Moody's Ratings downgraded the United States sovereign credit rating from AAA to Aa1 on Friday, ending the nation's unblemished top-tier status held since 1917. The move affects $27.4 trillion in actively traded Treasury securities and arrives with federal debt at $36.2 trillion, or 123% of GDP, levels last seen in the aftermath of World War II without the corresponding deleveraging cycle.
The rating action followed twelve months of warnings from Moody's analysts who cited structural fiscal deficits averaging 5.6% of GDP even during periods of economic expansion, a pattern not observed in other AAA sovereigns. The agency specifically noted that Congressional Budget Office baseline projections show debt-to-GDP rising to 131% by 2034 under current policy, with no credible legislative framework to reverse the trajectory. Interest expense on the debt reached $892 billion in fiscal 2024, surpassing defense spending for the first time since 1946. Moody's had been the last of the three major rating agencies to maintain a AAA rating on US debt after S&P downgraded in 2011 and Fitch followed in 2023.
The immediate market impact was contained but structurally significant. The 10-year Treasury yield rose 11 basis points to 4.38% in the hour following the announcement before settling at 4.34% by Friday's close, while the 30-year bond saw larger moves, widening 16 basis points. More telling: credit default swap spreads on five-year US sovereign debt rose from 38 basis points to 47 basis points, implying a 0.78% annual probability of default where none was priced six months ago. Foreign central banks hold $7.6 trillion in US Treasuries, roughly 28% of marketable debt outstanding, and several reserve managers in Asia and the Middle East have standing mandates requiring AAA-rated collateral for repo operations. Those mandates now face revision.

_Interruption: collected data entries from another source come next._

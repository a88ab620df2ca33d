//! Durable key-value persistence.
//!
//! Everything the app persists — the alarm list, favorite stations, cached
//! directory listings — goes through the [`KeyValueStore`] contract:
//! string keys, string values, whole-value writes. There is no partial
//! update and no optimistic concurrency; callers read, modify, and write
//! back the whole value, and the last writer wins.

mod error;

pub use error::StorageError;

use std::collections::HashMap;
use std::fs;
use std::path::{Path, PathBuf};
use std::sync::Mutex;

use tracing::debug;

/// String key-value storage contract.
pub trait KeyValueStore: Send + Sync {
    /// Returns the value stored under `key`, or `None` if absent.
    fn get(&self, key: &str) -> Result<Option<String>, StorageError>;

    /// Stores `value` under `key`, replacing any previous value.
    fn set(&self, key: &str, value: &str) -> Result<(), StorageError>;

    /// Removes every key in `keys`. Missing keys are ignored.
    fn remove(&self, keys: &[&str]) -> Result<(), StorageError>;
}

// ============================================================================
// JsonFileStorage
// ============================================================================

/// File-backed store: one JSON object holding all keys.
///
/// Every mutation re-reads the file, applies the change in memory, and
/// rewrites the whole object through a temp-file rename, so a crash mid-write
/// never leaves a half-written store behind.
#[derive(Debug)]
pub struct JsonFileStorage {
    path: PathBuf,
    // Serializes read-modify-write cycles within this process.
    write_lock: Mutex<()>,
}

impl JsonFileStorage {
    /// Creates a store backed by `path`, creating parent directories as
    /// needed. The file itself is created lazily on first write.
    pub fn new(path: impl Into<PathBuf>) -> Result<Self, StorageError> {
        let path = path.into();
        if let Some(parent) = path.parent() {
            fs::create_dir_all(parent).map_err(|e| StorageError::Io(e.to_string()))?;
        }
        Ok(Self {
            path,
            write_lock: Mutex::new(()),
        })
    }

    /// Returns the path of the backing file.
    #[must_use]
    pub fn path(&self) -> &Path {
        &self.path
    }

    fn read_map(&self) -> Result<HashMap<String, String>, StorageError> {
        if !self.path.exists() {
            return Ok(HashMap::new());
        }
        let raw = fs::read_to_string(&self.path).map_err(|e| StorageError::Io(e.to_string()))?;
        if raw.trim().is_empty() {
            return Ok(HashMap::new());
        }
        serde_json::from_str(&raw).map_err(|e| StorageError::Corrupt(e.to_string()))
    }

    fn write_map(&self, map: &HashMap<String, String>) -> Result<(), StorageError> {
        let raw = serde_json::to_string_pretty(map).map_err(|e| StorageError::Io(e.to_string()))?;
        let tmp = self.path.with_extension("tmp");
        fs::write(&tmp, raw).map_err(|e| StorageError::Io(e.to_string()))?;
        fs::rename(&tmp, &self.path).map_err(|e| StorageError::Io(e.to_string()))?;
        debug!(path = %self.path.display(), "Storage file written");
        Ok(())
    }
}

impl KeyValueStore for JsonFileStorage {
    fn get(&self, key: &str) -> Result<Option<String>, StorageError> {
        Ok(self.read_map()?.get(key).cloned())
    }

    fn set(&self, key: &str, value: &str) -> Result<(), StorageError> {
        let _guard = self.write_lock.lock().unwrap();
        let mut map = self.read_map()?;
        map.insert(key.to_string(), value.to_string());
        self.write_map(&map)
    }

    fn remove(&self, keys: &[&str]) -> Result<(), StorageError> {
        let _guard = self.write_lock.lock().unwrap();
        let mut map = self.read_map()?;
        for key in keys {
            map.remove(*key);
        }
        self.write_map(&map)
    }
}

// ============================================================================
// MemoryStorage
// ============================================================================

/// In-memory store for tests.
#[derive(Debug, Default)]
pub struct MemoryStorage {
    map: Mutex<HashMap<String, String>>,
    fail_reads: std::sync::atomic::AtomicBool,
}

impl MemoryStorage {
    #[must_use]
    pub fn new() -> Self {
        Self::default()
    }

    /// Makes every subsequent `get` fail, to exercise store-read failure
    /// handling.
    pub fn set_fail_reads(&self, fail: bool) {
        self.fail_reads
            .store(fail, std::sync::atomic::Ordering::SeqCst);
    }
}

impl KeyValueStore for MemoryStorage {
    fn get(&self, key: &str) -> Result<Option<String>, StorageError> {
        if self.fail_reads.load(std::sync::atomic::Ordering::SeqCst) {
            return Err(StorageError::Io("simulated read failure".to_string()));
        }
        Ok(self.map.lock().unwrap().get(key).cloned())
    }

    fn set(&self, key: &str, value: &str) -> Result<(), StorageError> {
        self.map
            .lock()
            .unwrap()
            .insert(key.to_string(), value.to_string());
        Ok(())
    }

    fn remove(&self, keys: &[&str]) -> Result<(), StorageError> {
        let mut map = self.map.lock().unwrap();
        for key in keys {
            map.remove(*key);
        }
        Ok(())
    }
}

// ============================================================================
// Tests
// ============================================================================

The rating change forces mechanical repositioning across global fixed income. Pension funds in Japan and Europe with AAA-only investment guidelines hold an estimated $840 billion in Treasuries that must be sold or receive board-level exemptions within 90 to 180 days. Insurance companies face higher capital charges under Solvency II and similar regimes when holding AA versus AAA paper, creating a margin headwind that compounds with duration. Sovereign wealth funds that use US Treasuries as the risk-free rate for portfolio construction will recalibrate, likely shifting allocations toward German Bunds and Swiss Confederation bonds, both still AAA-rated and offering positive real yields in inflation-adjusted terms. The more significant shift is philosophical: the assumption that US government debt represents the global risk-free asset has been a foundational premise in asset pricing for three generations. That assumption is now visibly conditional.
Operators should watch the Treasury's quarterly refunding announcement in the first week of February, where issuance sizes and tenor mix will signal whether the government intends to extend duration or lean into short-term bills. The Congressional Budget Office releases updated 10-year projections on February 12, which will show whether Moody's assumptions were conservative or optimistic. Track European Central Bank and Bank of Japan reserve composition disclosures due by mid-February for early signs of portfolio reallocation away from Treasuries.
The rating is a fact. The repricing has started but not finished.